REQUIRED WORK –
Exactly as they appear below, repeat the lines from the one with "target = numbered_quarantine_path(path, attempt);" through the one with "pub(crate) async fn recover<T: Item>(engine: &mut", and no others.

[Stored data]
----
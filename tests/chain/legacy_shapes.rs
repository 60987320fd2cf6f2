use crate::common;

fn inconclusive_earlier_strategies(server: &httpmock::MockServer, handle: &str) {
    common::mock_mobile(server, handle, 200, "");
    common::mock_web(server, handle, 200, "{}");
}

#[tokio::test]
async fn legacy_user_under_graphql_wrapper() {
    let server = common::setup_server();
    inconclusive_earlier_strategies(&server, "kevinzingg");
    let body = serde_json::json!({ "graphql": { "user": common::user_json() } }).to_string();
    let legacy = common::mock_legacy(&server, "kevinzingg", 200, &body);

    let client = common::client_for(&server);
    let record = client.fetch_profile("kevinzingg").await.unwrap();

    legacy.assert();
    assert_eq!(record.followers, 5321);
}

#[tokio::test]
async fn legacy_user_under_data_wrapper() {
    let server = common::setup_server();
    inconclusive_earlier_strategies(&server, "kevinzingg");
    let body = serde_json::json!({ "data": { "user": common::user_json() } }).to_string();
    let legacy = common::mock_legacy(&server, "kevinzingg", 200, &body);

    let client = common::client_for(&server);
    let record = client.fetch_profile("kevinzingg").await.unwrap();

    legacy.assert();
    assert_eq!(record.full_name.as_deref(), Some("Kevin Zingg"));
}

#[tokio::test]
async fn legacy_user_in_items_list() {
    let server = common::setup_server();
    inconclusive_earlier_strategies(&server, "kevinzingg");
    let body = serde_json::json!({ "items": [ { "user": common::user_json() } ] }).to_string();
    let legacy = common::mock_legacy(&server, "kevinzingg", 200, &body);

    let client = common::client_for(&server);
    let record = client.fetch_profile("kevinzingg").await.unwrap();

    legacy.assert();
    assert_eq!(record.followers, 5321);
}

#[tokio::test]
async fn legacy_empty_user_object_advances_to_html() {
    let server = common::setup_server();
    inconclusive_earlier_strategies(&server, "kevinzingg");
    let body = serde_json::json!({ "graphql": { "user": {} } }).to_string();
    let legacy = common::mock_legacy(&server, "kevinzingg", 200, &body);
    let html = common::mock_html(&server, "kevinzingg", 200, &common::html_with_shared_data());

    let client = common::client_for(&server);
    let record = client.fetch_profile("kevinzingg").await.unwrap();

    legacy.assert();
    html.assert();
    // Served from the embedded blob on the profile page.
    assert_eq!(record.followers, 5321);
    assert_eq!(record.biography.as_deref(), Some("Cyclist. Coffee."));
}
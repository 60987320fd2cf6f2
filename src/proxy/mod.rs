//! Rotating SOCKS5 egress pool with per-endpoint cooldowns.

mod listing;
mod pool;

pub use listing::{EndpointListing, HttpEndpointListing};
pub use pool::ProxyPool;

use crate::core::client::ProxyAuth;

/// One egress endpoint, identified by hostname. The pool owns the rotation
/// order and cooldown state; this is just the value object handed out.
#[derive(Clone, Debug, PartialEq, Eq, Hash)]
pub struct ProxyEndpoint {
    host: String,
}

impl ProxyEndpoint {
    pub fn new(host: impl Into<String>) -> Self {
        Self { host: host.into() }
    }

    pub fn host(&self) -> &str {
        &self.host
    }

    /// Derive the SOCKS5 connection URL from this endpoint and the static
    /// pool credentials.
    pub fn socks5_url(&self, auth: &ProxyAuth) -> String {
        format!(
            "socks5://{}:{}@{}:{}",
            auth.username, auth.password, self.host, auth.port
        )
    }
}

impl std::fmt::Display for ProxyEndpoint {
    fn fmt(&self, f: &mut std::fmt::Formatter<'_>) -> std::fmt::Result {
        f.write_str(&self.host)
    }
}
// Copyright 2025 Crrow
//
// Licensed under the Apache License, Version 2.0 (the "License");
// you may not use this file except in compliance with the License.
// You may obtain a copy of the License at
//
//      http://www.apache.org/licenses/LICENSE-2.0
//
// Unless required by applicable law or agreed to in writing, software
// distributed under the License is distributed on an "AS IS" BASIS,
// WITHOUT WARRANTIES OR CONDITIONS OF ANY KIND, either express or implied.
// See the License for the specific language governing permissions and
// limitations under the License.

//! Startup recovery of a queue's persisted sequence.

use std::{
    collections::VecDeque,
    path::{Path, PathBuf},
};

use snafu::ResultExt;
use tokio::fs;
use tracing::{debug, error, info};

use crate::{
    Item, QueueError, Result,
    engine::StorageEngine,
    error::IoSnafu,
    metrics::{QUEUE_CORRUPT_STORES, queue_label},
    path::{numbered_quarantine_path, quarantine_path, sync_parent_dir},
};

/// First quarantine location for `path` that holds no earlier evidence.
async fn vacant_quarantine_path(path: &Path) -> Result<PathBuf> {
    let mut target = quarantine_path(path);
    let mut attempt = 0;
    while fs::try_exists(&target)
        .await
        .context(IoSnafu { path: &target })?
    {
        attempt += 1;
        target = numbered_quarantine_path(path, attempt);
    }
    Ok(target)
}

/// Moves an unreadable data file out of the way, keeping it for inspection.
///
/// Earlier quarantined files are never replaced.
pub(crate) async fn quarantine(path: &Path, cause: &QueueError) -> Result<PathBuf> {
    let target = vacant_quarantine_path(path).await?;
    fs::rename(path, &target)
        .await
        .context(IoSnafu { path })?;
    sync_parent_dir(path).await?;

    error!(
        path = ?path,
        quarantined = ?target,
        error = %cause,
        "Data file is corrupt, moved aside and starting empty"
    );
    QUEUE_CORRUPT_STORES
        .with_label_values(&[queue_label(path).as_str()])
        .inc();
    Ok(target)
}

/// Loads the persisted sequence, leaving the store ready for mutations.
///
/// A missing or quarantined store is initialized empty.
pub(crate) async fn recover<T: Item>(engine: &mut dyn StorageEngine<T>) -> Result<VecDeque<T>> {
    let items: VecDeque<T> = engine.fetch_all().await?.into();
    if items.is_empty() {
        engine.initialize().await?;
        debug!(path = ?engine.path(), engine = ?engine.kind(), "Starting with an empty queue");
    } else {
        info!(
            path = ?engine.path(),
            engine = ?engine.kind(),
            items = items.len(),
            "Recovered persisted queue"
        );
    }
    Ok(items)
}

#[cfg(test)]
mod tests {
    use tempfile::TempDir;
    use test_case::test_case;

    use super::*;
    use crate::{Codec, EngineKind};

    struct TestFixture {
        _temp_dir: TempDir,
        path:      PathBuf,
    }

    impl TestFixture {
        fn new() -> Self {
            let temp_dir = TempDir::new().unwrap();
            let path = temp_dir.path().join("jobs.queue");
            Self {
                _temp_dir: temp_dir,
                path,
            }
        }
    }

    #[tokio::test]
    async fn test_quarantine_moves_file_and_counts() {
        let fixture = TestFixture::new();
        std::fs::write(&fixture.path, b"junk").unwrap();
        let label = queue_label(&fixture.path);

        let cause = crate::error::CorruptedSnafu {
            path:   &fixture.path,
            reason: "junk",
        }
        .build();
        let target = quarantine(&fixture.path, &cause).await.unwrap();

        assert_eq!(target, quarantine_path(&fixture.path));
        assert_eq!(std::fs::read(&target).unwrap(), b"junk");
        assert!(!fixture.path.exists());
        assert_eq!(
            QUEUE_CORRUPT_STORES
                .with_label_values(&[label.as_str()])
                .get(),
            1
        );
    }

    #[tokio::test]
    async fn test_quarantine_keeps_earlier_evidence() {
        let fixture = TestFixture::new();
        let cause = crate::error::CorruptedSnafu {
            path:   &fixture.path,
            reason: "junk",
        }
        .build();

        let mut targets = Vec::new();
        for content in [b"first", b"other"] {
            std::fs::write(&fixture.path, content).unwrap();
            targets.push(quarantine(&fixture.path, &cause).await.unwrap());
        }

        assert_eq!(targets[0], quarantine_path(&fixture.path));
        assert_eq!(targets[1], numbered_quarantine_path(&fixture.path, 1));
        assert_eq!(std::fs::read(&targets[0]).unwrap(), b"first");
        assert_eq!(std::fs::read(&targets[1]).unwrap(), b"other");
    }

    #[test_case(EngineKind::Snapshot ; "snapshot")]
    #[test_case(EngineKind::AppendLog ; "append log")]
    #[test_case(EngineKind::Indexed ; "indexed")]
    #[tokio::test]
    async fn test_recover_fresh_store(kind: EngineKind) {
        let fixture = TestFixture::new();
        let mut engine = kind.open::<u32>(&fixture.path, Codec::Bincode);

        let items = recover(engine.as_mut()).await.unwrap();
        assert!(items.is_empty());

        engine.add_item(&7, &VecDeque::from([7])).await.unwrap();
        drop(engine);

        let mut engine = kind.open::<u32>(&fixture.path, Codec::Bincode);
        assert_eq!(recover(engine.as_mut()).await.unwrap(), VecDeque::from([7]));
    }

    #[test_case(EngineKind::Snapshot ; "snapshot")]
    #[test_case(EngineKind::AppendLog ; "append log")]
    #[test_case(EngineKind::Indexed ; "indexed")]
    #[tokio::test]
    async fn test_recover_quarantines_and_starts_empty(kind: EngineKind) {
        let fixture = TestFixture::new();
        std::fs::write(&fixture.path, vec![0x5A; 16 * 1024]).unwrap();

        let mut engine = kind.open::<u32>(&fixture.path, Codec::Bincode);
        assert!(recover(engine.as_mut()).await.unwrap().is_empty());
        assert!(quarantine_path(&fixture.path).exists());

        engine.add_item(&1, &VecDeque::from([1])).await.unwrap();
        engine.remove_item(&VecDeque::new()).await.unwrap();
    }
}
----
SOLUTION TO THE EXERCISE –
        target = numbered_quarantine_path(path, attempt);
    }
    Ok(target)
}

/// Moves an unreadable data file out of the way, keeping it for inspection.
///
/// Earlier quarantined files are never replaced.
pub(crate) async fn quarantine(path: &Path, cause: &QueueError) -> Result<PathBuf> {
    let target = vacant_quarantine_path(path).await?;
    fs::rename(path, &target)
        .await
        .context(IoSnafu { path })?;
    sync_parent_dir(path).await?;

    error!(
        path = ?path,
        quarantined = ?target,
        error = %cause,
        "Data file is corrupt, moved aside and starting empty"
    );
    QUEUE_CORRUPT_STORES
        .with_label_values(&[queue_label(path).as_str()])
        .inc();
    Ok(target)
}

/// Loads the persisted sequence, leaving the store ready for mutations.
///
/// A missing or quarantined store is initialized empty.
pub(crate) async fn recover<T: Item>(engine: &mut dyn StorageEngine<T>) -> Result<VecDeque<T>> {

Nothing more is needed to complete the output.